[[ DATA FOR THE TASK open ]]

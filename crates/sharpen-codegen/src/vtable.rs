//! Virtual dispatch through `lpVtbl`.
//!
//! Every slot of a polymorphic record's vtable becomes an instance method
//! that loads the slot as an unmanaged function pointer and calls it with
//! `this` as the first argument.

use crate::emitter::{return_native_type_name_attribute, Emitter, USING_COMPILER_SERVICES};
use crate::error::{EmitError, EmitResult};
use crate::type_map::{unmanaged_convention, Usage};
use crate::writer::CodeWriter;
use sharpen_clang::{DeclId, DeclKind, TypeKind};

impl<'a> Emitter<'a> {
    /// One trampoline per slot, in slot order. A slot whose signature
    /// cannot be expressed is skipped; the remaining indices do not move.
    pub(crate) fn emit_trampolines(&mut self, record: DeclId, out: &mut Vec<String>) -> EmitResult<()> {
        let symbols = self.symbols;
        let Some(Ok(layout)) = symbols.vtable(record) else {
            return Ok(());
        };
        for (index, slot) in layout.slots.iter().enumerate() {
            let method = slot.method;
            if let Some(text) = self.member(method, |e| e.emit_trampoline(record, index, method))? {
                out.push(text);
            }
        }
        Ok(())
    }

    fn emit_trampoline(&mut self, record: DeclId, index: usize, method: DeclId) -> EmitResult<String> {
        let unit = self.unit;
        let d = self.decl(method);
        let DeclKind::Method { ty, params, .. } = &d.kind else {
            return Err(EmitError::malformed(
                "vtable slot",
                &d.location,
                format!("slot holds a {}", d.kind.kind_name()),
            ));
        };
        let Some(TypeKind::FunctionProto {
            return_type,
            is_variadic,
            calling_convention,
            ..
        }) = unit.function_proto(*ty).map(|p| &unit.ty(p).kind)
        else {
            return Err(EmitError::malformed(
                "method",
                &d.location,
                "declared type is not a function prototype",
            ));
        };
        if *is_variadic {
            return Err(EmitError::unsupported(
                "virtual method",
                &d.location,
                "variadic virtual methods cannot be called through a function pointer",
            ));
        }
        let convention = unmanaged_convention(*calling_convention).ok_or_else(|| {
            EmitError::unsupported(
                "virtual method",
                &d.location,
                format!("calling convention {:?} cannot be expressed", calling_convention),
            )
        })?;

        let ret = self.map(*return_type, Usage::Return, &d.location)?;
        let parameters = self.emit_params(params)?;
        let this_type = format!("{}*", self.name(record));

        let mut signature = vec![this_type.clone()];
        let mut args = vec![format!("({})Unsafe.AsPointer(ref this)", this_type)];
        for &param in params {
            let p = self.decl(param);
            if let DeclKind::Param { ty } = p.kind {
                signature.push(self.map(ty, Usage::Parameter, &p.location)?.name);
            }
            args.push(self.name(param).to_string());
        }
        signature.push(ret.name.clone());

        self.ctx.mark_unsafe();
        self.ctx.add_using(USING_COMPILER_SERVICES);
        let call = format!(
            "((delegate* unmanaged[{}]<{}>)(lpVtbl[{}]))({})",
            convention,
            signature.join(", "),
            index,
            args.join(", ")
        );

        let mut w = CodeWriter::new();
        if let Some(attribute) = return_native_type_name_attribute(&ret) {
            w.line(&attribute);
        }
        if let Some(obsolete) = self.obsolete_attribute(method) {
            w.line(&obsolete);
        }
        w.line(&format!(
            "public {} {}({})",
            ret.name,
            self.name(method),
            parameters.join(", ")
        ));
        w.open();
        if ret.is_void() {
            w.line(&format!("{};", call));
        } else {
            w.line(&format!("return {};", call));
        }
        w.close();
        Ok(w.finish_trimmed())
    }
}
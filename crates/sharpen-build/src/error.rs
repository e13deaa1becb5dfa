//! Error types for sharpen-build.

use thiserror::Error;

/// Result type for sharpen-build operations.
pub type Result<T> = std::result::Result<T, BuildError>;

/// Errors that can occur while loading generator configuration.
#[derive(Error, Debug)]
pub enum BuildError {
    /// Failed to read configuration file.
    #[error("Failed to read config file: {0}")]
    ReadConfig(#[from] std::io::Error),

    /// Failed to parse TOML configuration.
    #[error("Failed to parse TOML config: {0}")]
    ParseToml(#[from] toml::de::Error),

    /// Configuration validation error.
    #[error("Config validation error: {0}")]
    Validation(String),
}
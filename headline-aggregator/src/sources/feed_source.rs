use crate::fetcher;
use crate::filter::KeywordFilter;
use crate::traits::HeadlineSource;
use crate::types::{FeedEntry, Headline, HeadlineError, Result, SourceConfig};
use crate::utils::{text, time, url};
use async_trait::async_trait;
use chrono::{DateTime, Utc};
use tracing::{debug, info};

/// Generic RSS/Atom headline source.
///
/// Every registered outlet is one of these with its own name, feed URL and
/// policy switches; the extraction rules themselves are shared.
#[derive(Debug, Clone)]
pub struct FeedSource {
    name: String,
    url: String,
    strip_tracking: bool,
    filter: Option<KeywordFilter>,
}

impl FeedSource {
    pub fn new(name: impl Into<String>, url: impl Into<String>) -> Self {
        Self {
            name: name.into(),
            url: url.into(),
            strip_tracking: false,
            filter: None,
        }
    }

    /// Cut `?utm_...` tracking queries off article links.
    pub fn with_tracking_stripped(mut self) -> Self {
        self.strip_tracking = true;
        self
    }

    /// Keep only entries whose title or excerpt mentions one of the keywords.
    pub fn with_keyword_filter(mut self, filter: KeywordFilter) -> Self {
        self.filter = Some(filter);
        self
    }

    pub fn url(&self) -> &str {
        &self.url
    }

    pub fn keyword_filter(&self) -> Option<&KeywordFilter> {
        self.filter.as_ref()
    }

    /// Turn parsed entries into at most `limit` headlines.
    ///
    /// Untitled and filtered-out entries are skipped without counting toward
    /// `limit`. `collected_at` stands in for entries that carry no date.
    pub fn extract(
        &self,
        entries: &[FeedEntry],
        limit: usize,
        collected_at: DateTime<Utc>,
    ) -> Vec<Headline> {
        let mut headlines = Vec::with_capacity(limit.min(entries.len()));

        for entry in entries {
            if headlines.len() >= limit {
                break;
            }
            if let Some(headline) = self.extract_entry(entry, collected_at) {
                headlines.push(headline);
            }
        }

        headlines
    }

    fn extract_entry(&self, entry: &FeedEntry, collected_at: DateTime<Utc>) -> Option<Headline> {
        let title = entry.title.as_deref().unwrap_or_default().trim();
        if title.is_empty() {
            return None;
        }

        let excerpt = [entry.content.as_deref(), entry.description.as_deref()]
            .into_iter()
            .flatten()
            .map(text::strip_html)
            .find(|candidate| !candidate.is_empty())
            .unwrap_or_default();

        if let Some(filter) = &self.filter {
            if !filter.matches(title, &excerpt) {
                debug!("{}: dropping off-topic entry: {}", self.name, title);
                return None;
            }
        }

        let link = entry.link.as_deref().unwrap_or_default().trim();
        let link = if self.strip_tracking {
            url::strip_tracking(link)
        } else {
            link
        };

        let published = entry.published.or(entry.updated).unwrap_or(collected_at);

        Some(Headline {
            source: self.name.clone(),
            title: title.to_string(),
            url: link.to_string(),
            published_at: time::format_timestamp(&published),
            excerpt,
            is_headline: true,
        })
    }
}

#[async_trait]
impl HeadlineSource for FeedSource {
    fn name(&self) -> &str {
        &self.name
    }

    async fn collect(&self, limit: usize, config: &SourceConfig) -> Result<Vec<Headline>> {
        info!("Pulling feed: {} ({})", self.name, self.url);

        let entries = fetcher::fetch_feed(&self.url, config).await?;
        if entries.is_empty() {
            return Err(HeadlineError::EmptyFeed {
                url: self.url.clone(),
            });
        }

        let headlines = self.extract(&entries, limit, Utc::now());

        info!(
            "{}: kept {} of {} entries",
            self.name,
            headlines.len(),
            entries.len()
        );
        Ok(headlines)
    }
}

[[ DATA FOR THE TASK closed ]]
[[ DATA FOR THE TASK open ]]

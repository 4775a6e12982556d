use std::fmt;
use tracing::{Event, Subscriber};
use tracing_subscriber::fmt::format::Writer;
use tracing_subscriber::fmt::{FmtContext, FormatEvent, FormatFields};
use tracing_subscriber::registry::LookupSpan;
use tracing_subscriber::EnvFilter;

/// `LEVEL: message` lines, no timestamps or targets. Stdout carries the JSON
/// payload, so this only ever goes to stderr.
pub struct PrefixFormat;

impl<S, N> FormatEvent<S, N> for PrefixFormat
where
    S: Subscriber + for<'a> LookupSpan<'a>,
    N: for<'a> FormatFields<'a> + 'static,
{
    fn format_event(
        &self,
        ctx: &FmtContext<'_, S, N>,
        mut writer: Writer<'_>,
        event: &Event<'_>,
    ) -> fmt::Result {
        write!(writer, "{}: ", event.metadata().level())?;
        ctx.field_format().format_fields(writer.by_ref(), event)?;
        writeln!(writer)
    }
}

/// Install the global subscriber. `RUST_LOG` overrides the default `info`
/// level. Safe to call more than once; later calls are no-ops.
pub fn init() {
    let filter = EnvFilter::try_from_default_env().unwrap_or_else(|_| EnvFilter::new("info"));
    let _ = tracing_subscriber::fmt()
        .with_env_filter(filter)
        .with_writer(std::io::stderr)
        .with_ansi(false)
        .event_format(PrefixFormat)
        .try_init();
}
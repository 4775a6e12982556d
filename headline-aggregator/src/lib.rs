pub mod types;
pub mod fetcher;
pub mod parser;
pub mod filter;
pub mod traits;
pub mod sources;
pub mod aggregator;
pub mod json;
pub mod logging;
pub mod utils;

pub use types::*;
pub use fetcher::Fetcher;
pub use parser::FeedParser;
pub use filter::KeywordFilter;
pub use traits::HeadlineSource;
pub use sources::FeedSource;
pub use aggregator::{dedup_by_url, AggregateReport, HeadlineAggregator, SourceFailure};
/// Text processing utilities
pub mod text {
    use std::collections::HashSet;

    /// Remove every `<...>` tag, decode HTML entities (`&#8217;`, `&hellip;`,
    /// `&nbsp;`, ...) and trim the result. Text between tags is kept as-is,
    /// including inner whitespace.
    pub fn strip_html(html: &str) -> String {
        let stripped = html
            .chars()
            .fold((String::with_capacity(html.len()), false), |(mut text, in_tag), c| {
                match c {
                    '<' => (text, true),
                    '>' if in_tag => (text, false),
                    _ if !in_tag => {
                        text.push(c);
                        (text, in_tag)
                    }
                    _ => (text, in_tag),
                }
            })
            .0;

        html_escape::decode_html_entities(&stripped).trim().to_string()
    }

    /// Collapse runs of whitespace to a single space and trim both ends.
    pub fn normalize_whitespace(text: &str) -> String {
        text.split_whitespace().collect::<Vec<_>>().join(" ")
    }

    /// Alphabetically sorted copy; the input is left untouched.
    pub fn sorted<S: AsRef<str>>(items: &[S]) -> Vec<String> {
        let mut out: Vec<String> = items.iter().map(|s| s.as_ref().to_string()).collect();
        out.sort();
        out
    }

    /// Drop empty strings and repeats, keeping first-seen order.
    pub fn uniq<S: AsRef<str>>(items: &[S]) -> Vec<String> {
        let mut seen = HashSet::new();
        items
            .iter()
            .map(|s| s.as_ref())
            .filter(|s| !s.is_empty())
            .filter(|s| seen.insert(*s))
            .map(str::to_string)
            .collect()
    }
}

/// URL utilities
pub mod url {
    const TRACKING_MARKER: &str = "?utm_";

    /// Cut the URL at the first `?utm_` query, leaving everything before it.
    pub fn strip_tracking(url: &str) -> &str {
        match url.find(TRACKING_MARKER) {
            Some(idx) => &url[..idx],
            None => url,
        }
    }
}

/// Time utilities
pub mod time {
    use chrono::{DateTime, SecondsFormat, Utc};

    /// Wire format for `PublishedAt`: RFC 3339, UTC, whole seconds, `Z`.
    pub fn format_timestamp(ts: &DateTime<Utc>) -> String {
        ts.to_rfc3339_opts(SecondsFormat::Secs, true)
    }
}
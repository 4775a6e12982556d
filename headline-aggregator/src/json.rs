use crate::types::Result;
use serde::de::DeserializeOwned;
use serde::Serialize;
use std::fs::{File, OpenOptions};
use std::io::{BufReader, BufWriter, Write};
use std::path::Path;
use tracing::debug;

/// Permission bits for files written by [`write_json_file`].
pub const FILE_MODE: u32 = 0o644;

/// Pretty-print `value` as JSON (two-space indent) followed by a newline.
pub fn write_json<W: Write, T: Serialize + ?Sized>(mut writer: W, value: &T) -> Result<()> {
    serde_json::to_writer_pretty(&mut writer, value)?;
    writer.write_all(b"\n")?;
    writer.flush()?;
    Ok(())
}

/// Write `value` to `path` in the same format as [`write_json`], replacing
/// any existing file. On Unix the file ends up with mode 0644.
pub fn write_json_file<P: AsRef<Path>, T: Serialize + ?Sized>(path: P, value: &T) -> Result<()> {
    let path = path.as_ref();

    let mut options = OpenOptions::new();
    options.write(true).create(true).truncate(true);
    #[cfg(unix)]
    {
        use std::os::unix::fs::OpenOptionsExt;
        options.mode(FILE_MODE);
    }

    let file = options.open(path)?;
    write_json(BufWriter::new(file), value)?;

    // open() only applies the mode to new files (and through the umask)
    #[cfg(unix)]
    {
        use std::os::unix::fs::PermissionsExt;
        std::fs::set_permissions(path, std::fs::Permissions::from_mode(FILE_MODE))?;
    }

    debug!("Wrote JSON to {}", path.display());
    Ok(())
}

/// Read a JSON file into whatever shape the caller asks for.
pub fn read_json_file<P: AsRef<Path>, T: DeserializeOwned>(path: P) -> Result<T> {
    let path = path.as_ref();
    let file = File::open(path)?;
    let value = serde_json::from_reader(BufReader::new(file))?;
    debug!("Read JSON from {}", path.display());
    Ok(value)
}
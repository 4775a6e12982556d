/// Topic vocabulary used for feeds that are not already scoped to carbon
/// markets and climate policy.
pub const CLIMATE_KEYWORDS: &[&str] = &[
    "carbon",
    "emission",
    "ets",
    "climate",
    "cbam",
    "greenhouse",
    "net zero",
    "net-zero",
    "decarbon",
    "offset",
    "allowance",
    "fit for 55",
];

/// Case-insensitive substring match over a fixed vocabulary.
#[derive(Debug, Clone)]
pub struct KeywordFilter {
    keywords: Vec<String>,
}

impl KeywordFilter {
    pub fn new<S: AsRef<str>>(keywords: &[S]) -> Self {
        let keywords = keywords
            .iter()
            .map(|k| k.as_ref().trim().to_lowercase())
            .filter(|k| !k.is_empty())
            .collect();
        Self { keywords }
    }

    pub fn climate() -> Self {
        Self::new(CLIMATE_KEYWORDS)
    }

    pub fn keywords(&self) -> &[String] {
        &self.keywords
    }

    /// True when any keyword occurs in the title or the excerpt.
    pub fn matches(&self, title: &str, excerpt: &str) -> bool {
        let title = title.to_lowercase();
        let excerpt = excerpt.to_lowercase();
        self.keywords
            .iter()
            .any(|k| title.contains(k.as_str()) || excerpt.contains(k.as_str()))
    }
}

[[ DATA FOR THE TASK closed ]]

» **EXERCISE**
In the entries above, some lines hold the string "parser". Copy each of them.

» **WRITTEN ANSWER**
pub mod parser;
pub use parser::FeedParser;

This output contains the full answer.